::: DATA FOR PROCESSING

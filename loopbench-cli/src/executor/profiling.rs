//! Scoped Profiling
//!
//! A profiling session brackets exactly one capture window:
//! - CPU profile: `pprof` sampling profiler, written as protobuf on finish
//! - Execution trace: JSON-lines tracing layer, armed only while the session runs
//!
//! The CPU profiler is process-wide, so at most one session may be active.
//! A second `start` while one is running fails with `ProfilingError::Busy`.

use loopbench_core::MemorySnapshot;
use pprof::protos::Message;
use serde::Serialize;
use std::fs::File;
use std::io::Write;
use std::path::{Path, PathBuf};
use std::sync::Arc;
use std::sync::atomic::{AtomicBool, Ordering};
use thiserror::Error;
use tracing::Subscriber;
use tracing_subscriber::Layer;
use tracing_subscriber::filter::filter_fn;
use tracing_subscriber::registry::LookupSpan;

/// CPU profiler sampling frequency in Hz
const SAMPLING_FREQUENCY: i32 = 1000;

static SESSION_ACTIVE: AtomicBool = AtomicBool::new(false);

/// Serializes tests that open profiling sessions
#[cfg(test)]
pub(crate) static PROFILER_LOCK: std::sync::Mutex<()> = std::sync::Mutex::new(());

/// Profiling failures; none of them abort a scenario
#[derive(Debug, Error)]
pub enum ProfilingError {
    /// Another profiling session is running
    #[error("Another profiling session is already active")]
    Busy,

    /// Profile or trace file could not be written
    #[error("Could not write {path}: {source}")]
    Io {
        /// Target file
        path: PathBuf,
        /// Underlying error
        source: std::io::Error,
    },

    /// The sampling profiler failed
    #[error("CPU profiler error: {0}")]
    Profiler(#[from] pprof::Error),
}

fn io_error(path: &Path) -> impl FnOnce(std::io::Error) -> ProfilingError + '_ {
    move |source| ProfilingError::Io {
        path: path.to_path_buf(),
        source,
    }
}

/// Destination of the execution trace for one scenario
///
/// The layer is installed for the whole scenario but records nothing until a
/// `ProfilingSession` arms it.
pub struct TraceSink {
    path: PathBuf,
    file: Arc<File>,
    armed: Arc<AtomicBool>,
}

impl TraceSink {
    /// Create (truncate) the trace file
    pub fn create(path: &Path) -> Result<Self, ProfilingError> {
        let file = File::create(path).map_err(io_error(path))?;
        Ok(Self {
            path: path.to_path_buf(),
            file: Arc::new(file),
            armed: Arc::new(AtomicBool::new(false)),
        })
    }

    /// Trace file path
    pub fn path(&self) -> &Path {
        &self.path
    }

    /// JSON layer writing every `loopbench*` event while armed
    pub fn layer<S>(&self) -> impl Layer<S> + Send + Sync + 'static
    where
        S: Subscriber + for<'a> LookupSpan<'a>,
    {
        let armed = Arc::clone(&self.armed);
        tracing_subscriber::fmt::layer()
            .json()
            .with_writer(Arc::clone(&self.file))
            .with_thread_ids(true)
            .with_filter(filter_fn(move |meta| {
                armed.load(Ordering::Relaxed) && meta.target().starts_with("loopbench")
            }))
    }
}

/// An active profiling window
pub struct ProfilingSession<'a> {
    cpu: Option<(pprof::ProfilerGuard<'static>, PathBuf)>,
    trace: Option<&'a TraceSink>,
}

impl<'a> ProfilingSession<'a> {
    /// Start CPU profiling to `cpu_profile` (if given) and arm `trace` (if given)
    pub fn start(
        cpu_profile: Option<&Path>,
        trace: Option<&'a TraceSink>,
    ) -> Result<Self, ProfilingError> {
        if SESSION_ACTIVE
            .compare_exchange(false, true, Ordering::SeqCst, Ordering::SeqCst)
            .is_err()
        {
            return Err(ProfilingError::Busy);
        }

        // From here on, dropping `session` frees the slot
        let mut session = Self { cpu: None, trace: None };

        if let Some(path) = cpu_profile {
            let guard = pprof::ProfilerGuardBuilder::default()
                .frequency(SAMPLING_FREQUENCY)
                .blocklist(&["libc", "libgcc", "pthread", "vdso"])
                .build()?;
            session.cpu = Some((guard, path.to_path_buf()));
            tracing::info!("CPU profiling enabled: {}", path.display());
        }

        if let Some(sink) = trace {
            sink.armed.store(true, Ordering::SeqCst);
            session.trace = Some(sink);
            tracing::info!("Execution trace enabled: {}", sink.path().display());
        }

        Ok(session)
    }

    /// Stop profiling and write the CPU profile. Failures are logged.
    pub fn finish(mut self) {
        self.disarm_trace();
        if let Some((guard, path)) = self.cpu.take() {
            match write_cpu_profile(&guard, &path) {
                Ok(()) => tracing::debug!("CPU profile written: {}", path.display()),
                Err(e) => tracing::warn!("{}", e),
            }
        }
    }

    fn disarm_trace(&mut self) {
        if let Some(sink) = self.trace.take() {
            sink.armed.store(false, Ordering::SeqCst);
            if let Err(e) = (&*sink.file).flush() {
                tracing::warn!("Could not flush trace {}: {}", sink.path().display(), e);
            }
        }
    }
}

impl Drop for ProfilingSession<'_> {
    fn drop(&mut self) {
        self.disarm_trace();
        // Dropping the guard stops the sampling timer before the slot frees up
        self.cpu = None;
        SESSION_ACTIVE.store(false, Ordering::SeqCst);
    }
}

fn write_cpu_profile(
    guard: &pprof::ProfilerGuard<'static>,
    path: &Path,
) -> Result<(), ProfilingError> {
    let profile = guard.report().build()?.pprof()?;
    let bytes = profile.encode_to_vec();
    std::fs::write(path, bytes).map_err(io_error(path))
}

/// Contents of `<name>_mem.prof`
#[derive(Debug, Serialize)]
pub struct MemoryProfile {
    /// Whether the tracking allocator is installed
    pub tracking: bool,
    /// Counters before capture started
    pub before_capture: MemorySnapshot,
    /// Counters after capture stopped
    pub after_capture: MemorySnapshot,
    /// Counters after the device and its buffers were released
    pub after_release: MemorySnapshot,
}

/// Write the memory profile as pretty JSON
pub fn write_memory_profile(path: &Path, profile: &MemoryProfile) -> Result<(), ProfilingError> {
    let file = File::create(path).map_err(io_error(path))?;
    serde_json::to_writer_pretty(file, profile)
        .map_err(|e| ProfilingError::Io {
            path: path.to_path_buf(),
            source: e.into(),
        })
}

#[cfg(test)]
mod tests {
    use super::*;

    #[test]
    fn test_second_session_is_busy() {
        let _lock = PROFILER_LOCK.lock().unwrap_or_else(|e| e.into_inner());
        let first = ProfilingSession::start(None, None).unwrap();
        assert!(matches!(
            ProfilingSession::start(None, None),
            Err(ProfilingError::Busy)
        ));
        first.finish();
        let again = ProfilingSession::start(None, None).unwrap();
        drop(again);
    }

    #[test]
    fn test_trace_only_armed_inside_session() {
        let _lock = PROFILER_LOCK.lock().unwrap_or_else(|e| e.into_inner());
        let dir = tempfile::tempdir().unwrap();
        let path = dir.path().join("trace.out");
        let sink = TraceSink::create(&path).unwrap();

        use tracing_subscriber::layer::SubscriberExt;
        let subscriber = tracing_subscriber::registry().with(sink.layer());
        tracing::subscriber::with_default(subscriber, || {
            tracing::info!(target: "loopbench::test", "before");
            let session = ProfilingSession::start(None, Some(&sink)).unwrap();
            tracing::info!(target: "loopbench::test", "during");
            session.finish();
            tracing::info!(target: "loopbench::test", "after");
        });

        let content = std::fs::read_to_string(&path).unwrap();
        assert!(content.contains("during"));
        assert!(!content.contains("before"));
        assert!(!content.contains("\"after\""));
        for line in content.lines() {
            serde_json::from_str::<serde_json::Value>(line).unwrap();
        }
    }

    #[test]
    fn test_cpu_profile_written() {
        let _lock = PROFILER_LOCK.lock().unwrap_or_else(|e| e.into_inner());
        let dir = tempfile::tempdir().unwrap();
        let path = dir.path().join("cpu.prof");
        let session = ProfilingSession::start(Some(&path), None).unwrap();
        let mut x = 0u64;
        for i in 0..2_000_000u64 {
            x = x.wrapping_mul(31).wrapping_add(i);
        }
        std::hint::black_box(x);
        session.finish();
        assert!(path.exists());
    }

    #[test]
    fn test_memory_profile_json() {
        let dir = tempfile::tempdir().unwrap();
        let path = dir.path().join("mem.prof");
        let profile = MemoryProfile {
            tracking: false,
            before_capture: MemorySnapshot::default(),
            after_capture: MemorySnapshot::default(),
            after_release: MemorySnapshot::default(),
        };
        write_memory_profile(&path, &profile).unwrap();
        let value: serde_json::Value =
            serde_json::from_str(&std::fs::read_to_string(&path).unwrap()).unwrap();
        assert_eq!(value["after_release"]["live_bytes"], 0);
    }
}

::::::

If a line above holds the word "scenario", copy it.

/// Profiling failures; none of them abort a scenario
/// Destination of the execution trace for one scenario
/// The layer is installed for the whole scenario but records nothing until a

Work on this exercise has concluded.